Connor Martini

Connor Martini

Dissertation

The Evidence of Things Not Seen: The Search for Extraterrestrial Intelligence and the Making of Scientific Religion

Research Interest

Education

M.Phil., Religion, Columbia University, 2021
M.A., Religion, Columbia University, 2019
B.A., Religion and Art History, Vassar College, 2014

Biography

Connor Martini is a PhD Candidate in North American Religions at Columbia University. Connor received his BA from Vassar College in 2014, where he studied religion and art history. Connor joined Columbia University in 2017, earning his MA in 2019 and MPhil in 2021. Connor is  interested in questions at the intersection of religious studies, science and technology studies, and anthropology.

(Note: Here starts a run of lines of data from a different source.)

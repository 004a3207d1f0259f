use crate::domain::analytics::{
    fill_conviction_buckets, ConvictionBucket, Dashboard, DateRange, LabelValue, TagCount,
    DEFAULT_TOP_TAGS,
};
use crate::domain::extraction::ExtractionFilter;
use crate::domain::tag::{COUNTRY_CATEGORY, SECTOR_CATEGORY};
use crate::error::Result;
use crate::storage::extractions::{self, push_filter};
use sqlx::{QueryBuilder, Sqlite, SqlitePool};
use uuid::Uuid;

/// Most frequent tags across the extractions matching `filter`. Each extraction counts once
/// per tag.
pub async fn top_tags(
    pool: &SqlitePool,
    filter: &ExtractionFilter,
    limit: i64,
) -> Result<Vec<TagCount>> {
    let mut qb = QueryBuilder::<Sqlite>::new(
        "SELECT je.value AS tag, COUNT(DISTINCT de.id) AS count \
         FROM data_extraction_responses de, json_each(de.tags) AS je",
    );
    push_filter(&mut qb, filter);
    qb.push(" GROUP BY je.value ORDER BY 2 DESC, 1 ASC LIMIT ")
        .push_bind(limit);

    let rows = qb.build_query_as::<TagCount>().fetch_all(pool).await?;
    Ok(rows)
}

/// One bucket per conviction level, zero-filled.
pub async fn conviction_distribution(
    pool: &SqlitePool,
    data_extraction_id: Option<Uuid>,
) -> Result<Vec<ConvictionBucket>> {
    let mut qb = QueryBuilder::<Sqlite>::new("SELECT conviction, COUNT(*) FROM trade_ideas");
    if let Some(id) = data_extraction_id {
        qb.push(" WHERE data_extraction_id = ").push_bind(id.to_string());
    }
    qb.push(" GROUP BY conviction");

    let rows: Vec<(i32, i64)> = qb.build_query_as().fetch_all(pool).await?;
    Ok(fill_conviction_buckets(&rows))
}

/// Extraction counts per catalog tag of `category`, joining extraction tags against the
/// tag catalog by name.
pub async fn counts_by_category(
    pool: &SqlitePool,
    filter: &ExtractionFilter,
    category: &str,
) -> Result<Vec<LabelValue>> {
    let mut qb = QueryBuilder::<Sqlite>::new(
        "SELECT t.name AS label, COUNT(DISTINCT de.id) AS value \
         FROM data_extraction_responses de \
         JOIN json_each(de.tags) AS je \
         JOIN tags t ON t.name = je.value",
    );
    push_filter(&mut qb, filter);
    qb.push(" AND t.category = ")
        .push_bind(category.to_string())
        .push(" GROUP BY t.name ORDER BY 2 DESC, 1 ASC");

    let rows = qb.build_query_as::<LabelValue>().fetch_all(pool).await?;
    Ok(rows)
}

pub async fn trade_idea_count(pool: &SqlitePool, filter: &ExtractionFilter) -> Result<i64> {
    let mut qb = QueryBuilder::<Sqlite>::new(
        "SELECT COUNT(*) FROM trade_ideas ti \
         JOIN data_extraction_responses de ON de.id = ti.data_extraction_id",
    );
    push_filter(&mut qb, filter);
    let n: i64 = qb.build_query_scalar().fetch_one(pool).await?;
    Ok(n)
}

pub async fn dashboard(pool: &SqlitePool, filter: &ExtractionFilter) -> Result<Dashboard> {
    let results = extractions::list_matching(pool, filter).await?;
    let total_trade_ideas = trade_idea_count(pool, filter).await?;
    let popular_tags = top_tags(pool, filter, DEFAULT_TOP_TAGS).await?;
    let by_country = counts_by_category(pool, filter, COUNTRY_CATEGORY).await?;
    let by_sector = counts_by_category(pool, filter, SECTOR_CATEGORY).await?;

    tracing::debug!(
        tags = ?filter.tags,
        start_date = ?filter.start_date,
        end_date = ?filter.end_date,
        extractions = results.len(),
        trade_ideas = total_trade_ideas,
        "dashboard computed"
    );

    Ok(Dashboard {
        total_extractions: results.len() as i64,
        total_trade_ideas,
        date_range: DateRange {
            start: filter.start_date,
            end: filter.end_date,
        },
        tags_filter: filter.tags.clone(),
        popular_tags,
        by_country,
        by_sector,
        results,
    })
}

What can we learn about the natural sciences when we apply tools and concepts from religious studies, such as presence, wonder, and enchantment? What can we learn about religion and science when our inquiries are grounded in ethnography and materiality rather than intellectual history? Can we develop critical frameworks for understanding the power and influence of the sciences in contemporary America that account for the production of knowledge, the interests of knowledge producers, and the strange presences which certain scientific disciplines call into being? Connor’s dissertation will address these and other questions through an ethnographic study of astronomers and astrobiologists working on the search for extraterrestrial intelligence (SETI).